Corporate communications coach Brett Rutledge says spoken communication is the primary tool of leadership – whether in front of 1000 people, in a boardroom or to a single colleague across a coffee table. And yet, Rutledge laments, there is “a crisis of self-expression in the business world with people who literally can’t make their point”.
“A lot of leaders forget that the most trusted form of communications is verbal communications,” he says.
Presumably they had those skills as they made their way up the corporate ladder, but Rutledge says that the higher they go, the more remote they become as communicators.
“As they move through their career, there’s a pressure to conform, to change the way they speak or come across. In effect they’re being asked to become an actor,” he says.
“What people want is for leaders to be genuine and that’s the one thing that many leaders have trouble with. We have a business culture that is producing automatons who are largely interchangeable.”

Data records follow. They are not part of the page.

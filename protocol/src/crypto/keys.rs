//! # Key Management
//!
//! Ed25519 keypairs for wallet identities.
//!
//! A wallet's private key is the 32-byte Ed25519 seed, carried around as 64
//! hex characters. The public key is derived from it deterministically and
//! the address from the public key's *hex text* (see [`address`]). Nothing
//! else is ever derived from a private key, and no second private key is
//! ever produced from one.
//!
//! ## Validation
//!
//! Private keys are checked against `^[0-9a-fA-F]{64}$` before anything is
//! decoded. A key that fails is rejected outright; the signer never signs
//! with partially decoded material.
//!
//! Key bytes are never logged and never printed by `Debug`.

use ed25519_dalek::{Signature as DalekSignature, Signer, SigningKey, Verifier, VerifyingKey};
use serde::{Deserialize, Serialize};
use std::fmt;
use thiserror::Error;

use super::hash::id_hash_str;
use crate::config::{PRIVATE_KEY_HEX_LENGTH, PUBLIC_KEY_HEX_LENGTH, SIGNATURE_HEX_LENGTH};

/// Errors that can occur during key operations.
///
/// Messages describe the shape problem only. They never echo the input.
#[derive(Debug, Error, PartialEq, Eq)]
pub enum KeyError {
    #[error("invalid private key: expected 64 hex characters")]
    InvalidPrivateKey,

    #[error("invalid public key: expected 64 hex characters encoding an Ed25519 point")]
    InvalidPublicKey,

    #[error("invalid signature: expected 128 hex characters")]
    InvalidSignature,
}

/// Returns `true` if `key` is exactly 64 hex characters (either case).
pub fn is_valid_private_key(key: &str) -> bool {
    key.len() == PRIVATE_KEY_HEX_LENGTH && key.bytes().all(|b| b.is_ascii_hexdigit())
}

/// Derives the address for a hex public key: `id_hash(public_key_hex)`.
///
/// The hash input is the hex *string*, lowercase as produced by
/// [`PublicKey::to_hex`]. Passing uppercase hex gives a different address.
pub fn address(public_key_hex: &str) -> String {
    id_hash_str(public_key_hex)
}

/// A wallet keypair wrapping an Ed25519 signing key.
///
/// Deliberately not `Serialize`. Exporting a private key should be an
/// explicit call to [`private_key_hex`](Self::private_key_hex).
///
/// # Examples
///
/// ```
/// use qcc_protocol::crypto::keys::Keypair;
///
/// let kp = Keypair::from_private_key_hex(&"00".repeat(32)).unwrap();
/// let sig = kp.sign(b"hello");
/// assert!(kp.public_key().verify(b"hello", &sig));
/// assert_eq!(kp.address().len(), 44);
/// ```
pub struct Keypair {
    signing_key: SigningKey,
}

/// The public half of a keypair.
#[derive(Clone, Copy, PartialEq, Eq, Hash, Serialize, Deserialize)]
pub struct PublicKey {
    bytes: [u8; 32],
}

/// A detached Ed25519 signature. Always 64 bytes.
#[derive(Clone, Copy, PartialEq, Eq)]
pub struct Signature {
    bytes: [u8; 64],
}

impl Keypair {
    /// Generate a fresh keypair from the OS RNG.
    pub fn generate() -> Self {
        let signing_key = SigningKey::generate(&mut rand::rngs::OsRng);
        Self { signing_key }
    }

    /// Builds the keypair whose Ed25519 seed is `seed`.
    pub fn from_seed(seed: &[u8; 32]) -> Self {
        Self {
            signing_key: SigningKey::from_bytes(seed),
        }
    }

    /// Parses a 64-character hex private key.
    ///
    /// Rejects anything that is not exactly 64 hex digits, including
    /// surrounding whitespace and a `0x` prefix.
    pub fn from_private_key_hex(private_key: &str) -> Result<Self, KeyError> {
        if !is_valid_private_key(private_key) {
            return Err(KeyError::InvalidPrivateKey);
        }
        let mut seed = [0u8; 32];
        hex::decode_to_slice(private_key, &mut seed).map_err(|_| KeyError::InvalidPrivateKey)?;
        Ok(Self::from_seed(&seed))
    }

    /// The private key (Ed25519 seed) as lowercase hex.
    ///
    /// This is the secret. Don't log it.
    pub fn private_key_hex(&self) -> String {
        hex::encode(self.signing_key.to_bytes())
    }

    /// The 64-byte secret key in the NaCl layout: `seed || public_key`.
    pub fn to_keypair_bytes(&self) -> [u8; 64] {
        self.signing_key.to_keypair_bytes()
    }

    pub fn public_key(&self) -> PublicKey {
        PublicKey {
            bytes: self.signing_key.verifying_key().to_bytes(),
        }
    }

    /// Lowercase hex public key. 64 characters.
    pub fn public_key_hex(&self) -> String {
        self.public_key().to_hex()
    }

    /// The wallet address for this keypair.
    pub fn address(&self) -> String {
        self.public_key().address()
    }

    /// Detached signature over `message`. Deterministic (RFC 8032).
    pub fn sign(&self, message: &[u8]) -> Signature {
        Signature {
            bytes: self.signing_key.sign(message).to_bytes(),
        }
    }
}

impl Clone for Keypair {
    fn clone(&self) -> Self {
        Self::from_seed(&self.signing_key.to_bytes())
    }
}

impl fmt::Debug for Keypair {
    fn fmt(&self, f: &mut fmt::Formatter<'_>) -> fmt::Result {
        write!(f, "Keypair(pub={})", self.public_key_hex())
    }
}

impl PartialEq for Keypair {
    /// Compares public keys only.
    fn eq(&self, other: &Self) -> bool {
        self.public_key() == other.public_key()
    }
}

impl Eq for Keypair {}

// ---------------------------------------------------------------------------
// PublicKey
// ---------------------------------------------------------------------------

impl PublicKey {
    /// Wraps raw bytes after checking they decode to a curve point.
    pub fn from_bytes(bytes: [u8; 32]) -> Result<Self, KeyError> {
        VerifyingKey::from_bytes(&bytes).map_err(|_| KeyError::InvalidPublicKey)?;
        Ok(Self { bytes })
    }

    /// Parses a 64-character hex public key.
    pub fn from_hex(s: &str) -> Result<Self, KeyError> {
        if s.len() != PUBLIC_KEY_HEX_LENGTH {
            return Err(KeyError::InvalidPublicKey);
        }
        let mut bytes = [0u8; 32];
        hex::decode_to_slice(s, &mut bytes).map_err(|_| KeyError::InvalidPublicKey)?;
        Self::from_bytes(bytes)
    }

    pub fn as_bytes(&self) -> &[u8; 32] {
        &self.bytes
    }

    pub fn to_hex(&self) -> String {
        hex::encode(self.bytes)
    }

    /// The wallet address derived from this key.
    pub fn address(&self) -> String {
        address(&self.to_hex())
    }

    /// Returns `true` if `signature` is valid for `message` under this key.
    pub fn verify(&self, message: &[u8], signature: &Signature) -> bool {
        let Ok(verifying_key) = VerifyingKey::from_bytes(&self.bytes) else {
            return false;
        };
        let sig = DalekSignature::from_bytes(&signature.bytes);
        verifying_key.verify(message, &sig).is_ok()
    }
}

impl fmt::Display for PublicKey {
    fn fmt(&self, f: &mut fmt::Formatter<'_>) -> fmt::Result {
        write!(f, "{}", self.to_hex())
    }
}

impl fmt::Debug for PublicKey {
    fn fmt(&self, f: &mut fmt::Formatter<'_>) -> fmt::Result {
        write!(f, "PublicKey({})", &self.to_hex()[..16])
    }
}

// ---------------------------------------------------------------------------
// Signature
// ---------------------------------------------------------------------------

impl Signature {
    pub fn from_bytes(bytes: [u8; 64]) -> Self {
        Self { bytes }
    }

    /// Parses a 128-character hex signature.
    pub fn from_hex(s: &str) -> Result<Self, KeyError> {
        if s.len() != SIGNATURE_HEX_LENGTH {
            return Err(KeyError::InvalidSignature);
        }
        let mut bytes = [0u8; 64];
        hex::decode_to_slice(s, &mut bytes).map_err(|_| KeyError::InvalidSignature)?;
        Ok(Self { bytes })
    }

    pub fn as_bytes(&self) -> &[u8; 64] {
        &self.bytes
    }

    /// Lowercase hex. 128 characters.
    pub fn to_hex(&self) -> String {
        hex::encode(self.bytes)
    }
}

impl fmt::Debug for Signature {
    fn fmt(&self, f: &mut fmt::Formatter<'_>) -> fmt::Result {
        write!(f, "Signature({}...)", &self.to_hex()[..16])
    }
}

#[cfg(test)]
mod tests {
    use super::*;

    // RFC 8032, section 7.1, TEST 1.
    const RFC_SECRET: &str = "9d61b19deffd5a60ba844af492ec2cc44449c5697b326919703bac031cae7f60";
    const RFC_PUBLIC: &str = "d75a980182b10ab7d54bfed3c964073a0ee172f3daa62325af021a68f707511a";
    const RFC_SIG: &str = "e5564300c360ac729086e2cc806e828a84877f1eb8e5d974d873e065224901555fb8821590a33bacc61e39701cf9b46bd25bf5f0595bbe24655141438e7a100b";

    #[test]
    fn test_rfc8032_vector() {
        let kp = Keypair::from_private_key_hex(RFC_SECRET).unwrap();
        assert_eq!(kp.public_key_hex(), RFC_PUBLIC);
        assert_eq!(kp.sign(b"").to_hex(), RFC_SIG);
    }

    #[test]
    fn test_private_key_round_trip() {
        let kp = Keypair::from_private_key_hex(RFC_SECRET).unwrap();
        assert_eq!(kp.private_key_hex(), RFC_SECRET);
    }

    #[test]
    fn uppercase_private_key_is_accepted() {
        let upper = RFC_SECRET.to_uppercase();
        let kp = Keypair::from_private_key_hex(&upper).unwrap();
        assert_eq!(kp.public_key_hex(), RFC_PUBLIC);
    }

    #[test]
    fn malformed_private_keys_are_rejected() {
        let short = &RFC_SECRET[..63];
        let long = format!("{}0", RFC_SECRET);
        let non_hex = format!("{}g", &RFC_SECRET[..63]);
        let prefixed = format!("0x{}", &RFC_SECRET[..62]);
        let padded = format!(" {}", &RFC_SECRET[..63]);

        for bad in [short, long.as_str(), non_hex.as_str(), prefixed.as_str(), padded.as_str(), ""] {
            assert_eq!(
                Keypair::from_private_key_hex(bad).unwrap_err(),
                KeyError::InvalidPrivateKey,
                "accepted {bad:?}"
            );
            assert!(!is_valid_private_key(bad));
        }
    }

    #[test]
    fn keypair_bytes_are_seed_then_public() {
        let kp = Keypair::from_private_key_hex(RFC_SECRET).unwrap();
        let bytes = kp.to_keypair_bytes();
        assert_eq!(hex::encode(&bytes[..32]), RFC_SECRET);
        assert_eq!(hex::encode(&bytes[32..]), RFC_PUBLIC);
    }

    #[test]
    fn address_is_id_hash_of_public_hex() {
        let kp = Keypair::from_private_key_hex(RFC_SECRET).unwrap();
        assert_eq!(kp.address(), id_hash_str(RFC_PUBLIC));
        assert_eq!(kp.address(), address(RFC_PUBLIC));
        assert_eq!(kp.address().len(), 44);
    }

    #[test]
    fn address_is_stable() {
        let a = Keypair::from_private_key_hex(RFC_SECRET).unwrap().address();
        let b = Keypair::from_private_key_hex(RFC_SECRET).unwrap().address();
        assert_eq!(a, b);
    }

    #[test]
    fn verify_rejects_wrong_message_and_key() {
        let kp = Keypair::from_private_key_hex(RFC_SECRET).unwrap();
        let other = Keypair::generate();
        let sig = kp.sign(b"message");
        assert!(kp.public_key().verify(b"message", &sig));
        assert!(!kp.public_key().verify(b"massage", &sig));
        assert!(!other.public_key().verify(b"message", &sig));
    }

    #[test]
    fn public_key_hex_parsing() {
        let pk = PublicKey::from_hex(RFC_PUBLIC).unwrap();
        assert_eq!(pk.to_hex(), RFC_PUBLIC);
        assert_eq!(PublicKey::from_hex("abcd"), Err(KeyError::InvalidPublicKey));
        assert_eq!(
            PublicKey::from_hex(&"zz".repeat(32)),
            Err(KeyError::InvalidPublicKey)
        );
    }

    #[test]
    fn signature_hex_parsing() {
        let sig = Signature::from_hex(RFC_SIG).unwrap();
        assert_eq!(sig.to_hex(), RFC_SIG);
        assert_eq!(Signature::from_hex(&RFC_SIG[..126]), Err(KeyError::InvalidSignature));
    }

    #[test]
    fn debug_never_prints_secret() {
        let kp = Keypair::from_private_key_hex(RFC_SECRET).unwrap();
        let dbg = format!("{:?}", kp);
        assert!(!dbg.contains(RFC_SECRET));
        assert!(dbg.contains(RFC_PUBLIC));
    }

    #[test]
    fn clone_preserves_identity() {
        let kp = Keypair::generate();
        assert_eq!(kp.clone(), kp);
    }
}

One of the greatest obstacles to effective communication is the use of jargon and language that invites suspicion, or worse, ridicule. Rutledge urges clients to simplify their language, speak plainly and unambiguously, and treat their audience with respect.
“If you spoke to your friends and family the way you speak to people at work, they’d think you’re an idiot. Why do you think people at work think any differently?” he says.